What you need to do:
From the data below, copy out every line in which the word "quantity" occurs.

Collected data entries:
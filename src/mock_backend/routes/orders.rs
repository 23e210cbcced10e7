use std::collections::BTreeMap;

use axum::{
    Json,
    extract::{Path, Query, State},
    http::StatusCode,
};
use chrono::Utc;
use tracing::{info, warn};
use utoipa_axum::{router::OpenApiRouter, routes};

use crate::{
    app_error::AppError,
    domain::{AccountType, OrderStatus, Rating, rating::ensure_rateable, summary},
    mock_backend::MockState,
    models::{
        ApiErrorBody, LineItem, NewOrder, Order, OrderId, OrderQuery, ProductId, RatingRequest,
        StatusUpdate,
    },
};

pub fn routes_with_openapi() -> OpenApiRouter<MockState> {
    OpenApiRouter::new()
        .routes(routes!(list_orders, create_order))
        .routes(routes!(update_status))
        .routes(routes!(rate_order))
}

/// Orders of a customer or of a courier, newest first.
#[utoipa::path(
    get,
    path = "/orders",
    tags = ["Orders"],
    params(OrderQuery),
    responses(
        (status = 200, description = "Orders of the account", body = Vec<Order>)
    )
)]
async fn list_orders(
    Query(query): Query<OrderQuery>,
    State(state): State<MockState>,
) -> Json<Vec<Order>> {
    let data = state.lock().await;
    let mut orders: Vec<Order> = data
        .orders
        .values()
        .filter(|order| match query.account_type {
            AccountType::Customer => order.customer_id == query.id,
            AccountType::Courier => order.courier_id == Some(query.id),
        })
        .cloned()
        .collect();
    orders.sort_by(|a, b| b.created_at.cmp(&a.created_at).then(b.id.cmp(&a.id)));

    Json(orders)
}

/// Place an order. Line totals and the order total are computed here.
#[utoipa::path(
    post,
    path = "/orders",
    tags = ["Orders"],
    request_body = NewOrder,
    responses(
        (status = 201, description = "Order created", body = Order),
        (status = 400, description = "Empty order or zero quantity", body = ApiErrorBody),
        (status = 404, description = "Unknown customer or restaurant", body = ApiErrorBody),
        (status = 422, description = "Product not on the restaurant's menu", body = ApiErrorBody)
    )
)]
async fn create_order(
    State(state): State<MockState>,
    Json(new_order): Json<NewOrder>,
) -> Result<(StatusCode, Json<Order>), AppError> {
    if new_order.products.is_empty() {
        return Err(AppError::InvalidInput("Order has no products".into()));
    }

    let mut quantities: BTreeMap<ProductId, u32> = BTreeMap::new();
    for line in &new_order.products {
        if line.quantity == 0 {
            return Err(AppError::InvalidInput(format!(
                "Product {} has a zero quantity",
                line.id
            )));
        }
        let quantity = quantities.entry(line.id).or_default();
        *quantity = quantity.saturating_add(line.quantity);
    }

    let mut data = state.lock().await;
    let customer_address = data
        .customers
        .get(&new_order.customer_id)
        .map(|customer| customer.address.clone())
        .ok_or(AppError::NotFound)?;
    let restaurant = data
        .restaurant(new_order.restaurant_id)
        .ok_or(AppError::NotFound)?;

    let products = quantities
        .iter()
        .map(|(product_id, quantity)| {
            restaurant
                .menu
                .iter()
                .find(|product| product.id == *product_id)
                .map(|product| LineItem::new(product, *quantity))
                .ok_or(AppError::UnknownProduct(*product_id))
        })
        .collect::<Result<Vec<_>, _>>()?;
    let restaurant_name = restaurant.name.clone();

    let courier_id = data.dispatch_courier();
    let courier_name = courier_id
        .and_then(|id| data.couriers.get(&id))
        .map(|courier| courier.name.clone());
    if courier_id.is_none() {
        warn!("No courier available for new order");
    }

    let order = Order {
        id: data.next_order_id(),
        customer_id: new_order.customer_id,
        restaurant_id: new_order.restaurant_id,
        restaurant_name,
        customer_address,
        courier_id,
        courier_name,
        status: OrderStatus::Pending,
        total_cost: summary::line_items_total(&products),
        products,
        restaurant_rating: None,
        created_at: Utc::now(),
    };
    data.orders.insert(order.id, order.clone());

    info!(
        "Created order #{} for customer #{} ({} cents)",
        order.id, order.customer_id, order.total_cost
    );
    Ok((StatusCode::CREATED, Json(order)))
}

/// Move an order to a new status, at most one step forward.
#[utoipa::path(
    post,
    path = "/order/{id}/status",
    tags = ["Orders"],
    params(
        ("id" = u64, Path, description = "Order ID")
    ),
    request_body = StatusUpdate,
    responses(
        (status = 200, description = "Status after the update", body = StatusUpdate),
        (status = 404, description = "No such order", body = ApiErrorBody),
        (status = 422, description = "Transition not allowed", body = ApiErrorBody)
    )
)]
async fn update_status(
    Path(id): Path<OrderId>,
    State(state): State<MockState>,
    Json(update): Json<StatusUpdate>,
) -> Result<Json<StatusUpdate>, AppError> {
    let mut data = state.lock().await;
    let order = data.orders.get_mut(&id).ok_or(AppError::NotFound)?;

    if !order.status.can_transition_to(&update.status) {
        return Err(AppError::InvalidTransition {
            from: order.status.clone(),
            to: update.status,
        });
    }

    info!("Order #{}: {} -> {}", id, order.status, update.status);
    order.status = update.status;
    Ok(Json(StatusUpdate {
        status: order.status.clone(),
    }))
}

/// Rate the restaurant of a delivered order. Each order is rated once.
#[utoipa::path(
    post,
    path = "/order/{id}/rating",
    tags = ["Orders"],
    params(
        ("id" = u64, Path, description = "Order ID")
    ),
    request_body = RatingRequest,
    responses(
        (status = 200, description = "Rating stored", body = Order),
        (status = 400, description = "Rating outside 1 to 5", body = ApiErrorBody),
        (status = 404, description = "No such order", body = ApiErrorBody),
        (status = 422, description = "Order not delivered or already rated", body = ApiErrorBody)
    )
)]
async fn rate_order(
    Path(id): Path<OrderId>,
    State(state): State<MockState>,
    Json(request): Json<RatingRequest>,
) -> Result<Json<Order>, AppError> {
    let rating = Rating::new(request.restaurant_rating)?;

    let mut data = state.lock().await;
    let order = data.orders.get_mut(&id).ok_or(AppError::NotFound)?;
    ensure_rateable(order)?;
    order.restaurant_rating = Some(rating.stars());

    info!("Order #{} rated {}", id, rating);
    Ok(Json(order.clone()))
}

Reply:
        (status = 400, description = "Empty order or zero quantity", body = ApiErrorBody),
        if line.quantity == 0 {
                "Product {} has a zero quantity",
        let quantity = quantities.entry(line.id).or_default();
        *quantity = quantity.saturating_add(line.quantity);
        .map(|(product_id, quantity)| {
                .map(|product| LineItem::new(product, *quantity))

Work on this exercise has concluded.